This story is over 5 years old.


Unpacking the Culture War Between Little Mix and Glasgow Rangers FC

A clash of titans, truly.
Lauren O'Neill
London, GB

There are things we know about British culture. We know we like tea, our patron saint Gemma Collins, and ignoring our dark colonial history. We also know that one of our best loved national pastimes is football. And we're well aware that football has a long history of sporting rivalry, where 'sporting rivalry' is almost always interchangeable with 'kicking the ever loving shit out of other people who support a different team to you'. You know this, if you are British.
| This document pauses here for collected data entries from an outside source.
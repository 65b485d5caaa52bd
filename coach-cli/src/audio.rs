//! # Audio Capture Module
//!
//! Real-time audio capture using CPAL. Selects an f32 input
//! configuration close to the target sample rate, downmixes to mono
//! when the device refuses a single channel, and slices the incoming
//! stream into fixed-size analysis windows for the channel consumer.

use anyhow::{Result, anyhow};
use cpal::SupportedStreamConfigRange;
use cpal::traits::{DeviceTrait, HostTrait, StreamTrait};
use crossbeam_channel::Sender;

/// Default samples per analysis window (~46 ms at 44.1 kHz).
pub const DEFAULT_WINDOW_SIZE: usize = 2048;

const TARGET_SAMPLE_RATE: u32 = 44100;

/// Starts audio capture from the default input device, sending one
/// `window_size` frame at a time down `sender`. Frames are dropped
/// when the consumer falls behind; the analysis loop always works on
/// fresh audio.
///
/// Returns the stream handle (capture stops when it is dropped) and
/// the negotiated sample rate.
pub fn start_capture(sender: Sender<Vec<f32>>, window_size: usize) -> Result<(cpal::Stream, u32)> {
    let host = cpal::default_host();
    let device = host
        .default_input_device()
        .ok_or_else(|| anyhow!("no audio input device available"))?;
    log::info!("using audio input device: {}", device.name()?);

    let configs = device.supported_input_configs()?.collect::<Vec<_>>();
    let supported = find_supported_config(configs, TARGET_SAMPLE_RATE)
        .ok_or_else(|| anyhow!("no suitable f32 input format found"))?;

    let selected = supported
        .try_with_sample_rate(cpal::SampleRate(TARGET_SAMPLE_RATE))
        .unwrap_or_else(|| supported.with_max_sample_rate());
    let channels = selected.channels() as usize;
    let rate = selected.sample_rate().0;
    let config: cpal::StreamConfig = selected.into();
    log::info!("capturing at {rate} Hz, {channels} channel(s)");

    let err_fn = |err| log::error!("audio stream error: {err}");

    // Accumulates callback data until a full window is available.
    let mut window_buffer = Vec::with_capacity(window_size * 2);

    let stream = device.build_input_stream(
        &config,
        move |data: &[f32], _: &cpal::InputCallbackInfo| {
            if channels == 1 {
                window_buffer.extend_from_slice(data);
            } else {
                // Downmix interleaved frames to mono.
                window_buffer.extend(
                    data.chunks_exact(channels)
                        .map(|frame| frame.iter().sum::<f32>() / channels as f32),
                );
            }

            while window_buffer.len() >= window_size {
                let frame = window_buffer[..window_size].to_vec();
                // Ignore a full channel; the next window supersedes it.
                let _ = sender.try_send(frame);
                window_buffer.drain(..window_size);
            }
        },
        err_fn,
        None,
    )?;

    stream.play()?;

    Ok((stream, rate))
}

/// Picks the supported configuration closest to the target rate,
/// preferring mono f32 but accepting multichannel f32 for devices
/// that expose nothing else.
fn find_supported_config(
    configs: Vec<SupportedStreamConfigRange>,
    target_rate: u32,
) -> Option<SupportedStreamConfigRange> {
    configs
        .into_iter()
        .filter(|c| c.sample_format() == cpal::SampleFormat::F32 && c.channels() >= 1)
        .min_by_key(|c| {
            let min_diff = (c.min_sample_rate().0 as i64 - target_rate as i64).abs();
            let max_diff = (c.max_sample_rate().0 as i64 - target_rate as i64).abs();
            (c.channels(), min_diff.min(max_diff))
        })
}
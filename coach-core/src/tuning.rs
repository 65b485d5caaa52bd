//! # Frequency Conversion
//!
//! Equal-temperament math tying pitch indices to frequencies and
//! expressing fine deviation in cents. The reference tuning is a
//! parameter everywhere (A4 = 440 Hz by default) so the whole engine
//! can be re-pitched without touching the algorithms.
//!
//! Callers must only pass positive, finite frequencies; the pitch
//! estimator guarantees this for everything it reports.

use crate::note::WrittenNote;

/// Default reference tuning for A4.
pub const DEFAULT_A4_HZ: f32 = 440.0;

/// Equal-temperament frequency of a pitch index.
///
/// `f = refA4 * 2^((p - 69) / 12)`, where 69 is A4.
pub fn frequency_of_pitch_index(pitch_index: i32, ref_a4: f32) -> f32 {
    ref_a4 * 2.0_f32.powf((pitch_index as f32 - 69.0) / 12.0)
}

/// Nearest-semitone pitch index for a frequency.
pub fn pitch_index_from_frequency(freq: f32, ref_a4: f32) -> i32 {
    (12.0 * (freq / ref_a4).log2()).round() as i32 + 69
}

/// Signed deviation of `detected` from `target` in cents.
///
/// 100 cents is one semitone; positive means sharp, negative flat.
pub fn cents_offset(detected: f32, target: f32) -> i32 {
    (1200.0 * (detected / target).log2()).round() as i32
}

/// Cents deviation of a detected frequency from the equal-tempered
/// frequency of a target pitch index.
pub fn cents_from_target_index(detected: f32, target_pitch_index: i32, ref_a4: f32) -> i32 {
    cents_offset(detected, frequency_of_pitch_index(target_pitch_index, ref_a4))
}

/// Nearest equal-tempered note to a raw frequency, together with that
/// note's own frequency. `None` when the note falls outside the
/// representable octave range.
pub fn nearest_note(freq: f32, ref_a4: f32) -> Option<(WrittenNote, f32)> {
    let index = pitch_index_from_frequency(freq, ref_a4);
    let note = WrittenNote::from_pitch_index(index)?;
    Some((note, frequency_of_pitch_index(index, ref_a4)))
}

#[cfg(test)]
mod tests {
    use super::*;

    #[test]
    fn a4_is_the_reference() {
        assert!((frequency_of_pitch_index(69, DEFAULT_A4_HZ) - 440.0).abs() < 1e-3);
        // One octave up doubles.
        assert!((frequency_of_pitch_index(81, DEFAULT_A4_HZ) - 880.0).abs() < 1e-2);
    }

    #[test]
    fn index_frequency_round_trip() {
        // Representative range: C1 (24) through C8 (108).
        for p in 24..=108 {
            let f = frequency_of_pitch_index(p, DEFAULT_A4_HZ);
            assert_eq!(pitch_index_from_frequency(f, DEFAULT_A4_HZ), p);
        }
    }

    #[test]
    fn round_trip_respects_the_reference_tuning() {
        for p in 40..=90 {
            let f = frequency_of_pitch_index(p, 442.0);
            assert_eq!(pitch_index_from_frequency(f, 442.0), p);
        }
    }

    #[test]
    fn cents_of_a_frequency_against_itself_is_zero() {
        for f in [55.0, 233.08, 440.0, 1244.5] {
            assert_eq!(cents_offset(f, f), 0);
        }
    }

    #[test]
    fn cents_are_monotonic_and_semitone_is_one_hundred() {
        let target = frequency_of_pitch_index(60, DEFAULT_A4_HZ);
        let semitone_up = frequency_of_pitch_index(61, DEFAULT_A4_HZ);
        assert_eq!(cents_offset(semitone_up, target), 100);
        assert_eq!(cents_offset(target, semitone_up), -100);
        assert_eq!(cents_from_target_index(semitone_up, 60, DEFAULT_A4_HZ), 100);
        assert_eq!(cents_from_target_index(440.0, 69, DEFAULT_A4_HZ), 0);

        let mut last = i32::MIN;
        for step in 0..40 {
            let detected = target * (1.0 + step as f32 * 0.005);
            let cents = cents_offset(detected, target);
            assert!(cents >= last);
            last = cents;
        }
    }

    #[test]
    fn nearest_note_snaps_to_the_closest_semitone() {
        let (note, target) = nearest_note(443.0, DEFAULT_A4_HZ).unwrap();
        assert_eq!(note.to_string(), "A4");
        assert!((target - 440.0).abs() < 1e-3);

        let (note, _) = nearest_note(466.0, DEFAULT_A4_HZ).unwrap();
        assert_eq!(note.to_string(), "A#4");
    }
}
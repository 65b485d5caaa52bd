//! # Transposing Instrument Model
//!
//! A transposing brass instrument sounds a fixed interval below the
//! pitch written on the page. Every crossing between the written and
//! sounding domains goes through this type; no other component may
//! apply or skip the offset, which is what keeps the two domains from
//! being mixed accidentally.

use crate::note::WrittenNote;
use crate::tuning;
use serde::{Deserialize, Serialize};

/// A fixed written-to-sounding transposition, in semitones downward.
#[derive(Debug, Clone, Copy, PartialEq, Eq, Serialize, Deserialize)]
pub struct TransposingInstrument {
    transposition_semitones: i32,
}

impl TransposingInstrument {
    /// B-flat instrument read in treble clef: sounds a whole step
    /// below written pitch.
    pub const B_FLAT_TREBLE: TransposingInstrument = TransposingInstrument::new(2);

    /// Non-transposing (concert pitch) instrument.
    pub const CONCERT: TransposingInstrument = TransposingInstrument::new(0);

    pub const fn new(transposition_semitones: i32) -> Self {
        TransposingInstrument {
            transposition_semitones,
        }
    }

    pub const fn transposition_semitones(self) -> i32 {
        self.transposition_semitones
    }

    /// Written pitch index to the sounding pitch index the microphone
    /// will actually hear.
    pub const fn written_to_sounding(self, pitch_index: i32) -> i32 {
        pitch_index - self.transposition_semitones
    }

    /// Inverse of [`written_to_sounding`](Self::written_to_sounding).
    pub const fn sounding_to_written(self, pitch_index: i32) -> i32 {
        pitch_index + self.transposition_semitones
    }

    /// Sounding frequency a written note should produce on this
    /// instrument under the given reference tuning.
    pub fn target_frequency(self, note: WrittenNote, ref_a4: f32) -> f32 {
        tuning::frequency_of_pitch_index(self.written_to_sounding(note.pitch_index()), ref_a4)
    }
}

#[cfg(test)]
mod tests {
    use super::*;
    use crate::tuning::DEFAULT_A4_HZ;

    #[test]
    fn b_flat_instrument_sounds_a_whole_step_down() {
        let written_c4 = WrittenNote::parse("C4").unwrap();
        let sounding = TransposingInstrument::B_FLAT_TREBLE.written_to_sounding(written_c4.pitch_index());
        assert_eq!(sounding, 58); // A#3, concert B-flat
    }

    #[test]
    fn transposition_round_trips() {
        let horn = TransposingInstrument::B_FLAT_TREBLE;
        for p in 48..=84 {
            assert_eq!(horn.sounding_to_written(horn.written_to_sounding(p)), p);
        }
    }

    #[test]
    fn written_a4_targets_concert_g() {
        let a4 = WrittenNote::parse("A4").unwrap();
        let target = TransposingInstrument::B_FLAT_TREBLE.target_frequency(a4, DEFAULT_A4_HZ);
        assert!((target - 392.0).abs() < 0.01); // G4
    }

    #[test]
    fn concert_instrument_applies_no_offset() {
        let a4 = WrittenNote::parse("A4").unwrap();
        let target = TransposingInstrument::CONCERT.target_frequency(a4, DEFAULT_A4_HZ);
        assert!((target - 440.0).abs() < 1e-3);
    }
}
//! ObservationScope for paired begin/complete logging
//!
//! - Logs `{name}_BEGIN` on creation (TRACE)
//! - Logs `{name}_COMPLETE` on `complete` (INFO)
//! - Logs `{name}_FAILED` on `fail` (ERROR)
//! - Logs `{name}_INCOMPLETE` on drop if neither was called (WARN)

use std::cell::Cell;
use std::time::Instant;

use super::logger::Logger;

/// A scope that logs the begin and the outcome of a unit of work
///
/// ```ignore
/// let scope = ObservationScope::with_fields("RULE_RELOAD", &[("session", &id)]);
/// let rules = load()?; // early return logs RULE_RELOAD_INCOMPLETE
/// scope.complete_with_fields(&[("rules", &rules.len().to_string())]);
/// ```
pub struct ObservationScope {
    name: &'static str,
    completed: Cell<bool>,
    fields: Vec<(&'static str, String)>,
    started_at: Instant,
}

impl ObservationScope {
    /// Create a new observation scope
    pub fn new(name: &'static str) -> Self {
        Self::with_fields(name, &[])
    }

    /// Create a new observation scope carrying fields on every line it logs
    pub fn with_fields(name: &'static str, fields: &[(&'static str, &str)]) -> Self {
        let scope = Self {
            name,
            completed: Cell::new(false),
            fields: fields.iter().map(|(k, v)| (*k, v.to_string())).collect(),
            started_at: Instant::now(),
        };
        Logger::trace(&format!("{}_BEGIN", name), &scope.field_refs());
        scope
    }

    fn field_refs(&self) -> Vec<(&str, &str)> {
        self.fields.iter().map(|(k, v)| (*k, v.as_str())).collect()
    }

    /// Mark the scope as successfully completed
    pub fn complete(self) {
        self.complete_with_fields(&[]);
    }

    /// Mark the scope as successfully completed with additional fields
    pub fn complete_with_fields(self, extra_fields: &[(&str, &str)]) {
        self.completed.set(true);
        let elapsed = self.started_at.elapsed().as_millis().to_string();

        let mut all_fields = self.field_refs();
        all_fields.extend(extra_fields.iter().copied());
        all_fields.push(("elapsed_ms", &elapsed));

        Logger::info(&format!("{}_COMPLETE", self.name), &all_fields);
    }

    /// Mark the scope as failed with a reason
    pub fn fail(self, reason: &str) {
        self.completed.set(true);
        let mut all_fields = self.field_refs();
        all_fields.push(("reason", reason));
        Logger::error(&format!("{}_FAILED", self.name), &all_fields);
    }

    /// Check if the scope has been completed
    pub fn is_completed(&self) -> bool {
        self.completed.get()
    }
}

impl Drop for ObservationScope {
    fn drop(&mut self) {
        if !self.completed.get() {
            let mut all_fields = self.field_refs();
            all_fields.push(("reason", "scope dropped without completion"));
            Logger::warn(&format!("{}_INCOMPLETE", self.name), &all_fields);
        }
    }
}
One of the longest and fiercest rivalries in the history of the beautiful game is the one which exists between Glasgow Celtic and Glasgow Rangers: this is engraved on the cultural consciousness. Much blood has been shed between the supporters of these two teams, mostly because the grounds where they respectively play are kind of near each other, and also near pubs, and that is as good a reason as any to glass someone. Sometimes, however, culture surprises us. Not often, but sometimes – and now, my friends, is one of those times. Recently a tougher, harder group has emerged, making the Rangers/Celtic feud look like child's play. This group has picked a fight with Rangers the likes of which has never been seen in UK sport or indeed anywhere; this group is Little Mix fans on Twitter (a demographic which largely consists of 13-15 year olds, and also me). Let me tell you the facts: Little Mix have got a new song out called "Touch" (it bangs) and their fans, being the terrifyingly extra online mercenaries that pop music fandom tends to cultivate in the year 2016, have been extremely campaigning on Twitter for it to be Christmas number one. Trouble is, Rangers fans want a different song, "Glad All Over" by The Dave Clarke Five, to reach Christmas number one, in tribute to one of their players, Joe Garner. So these two warring factions did the only thing that rivalling fandoms and supporters can do these days. Unable to take their quarrel to the streets like they did in the good old days (because half of the combatants are legally children), they hashed this out the new way. They started absolutely fucking bodying each other on Twitter:


It's hard to know what this means for the state of British pop music and British football; indeed, for British culture at large. Will the Little Mix fandom turn into a baseball bat wielding firm? Will Rangers recruit a rival girl group to record a new team song? The future is uncertain. We are living in dark times.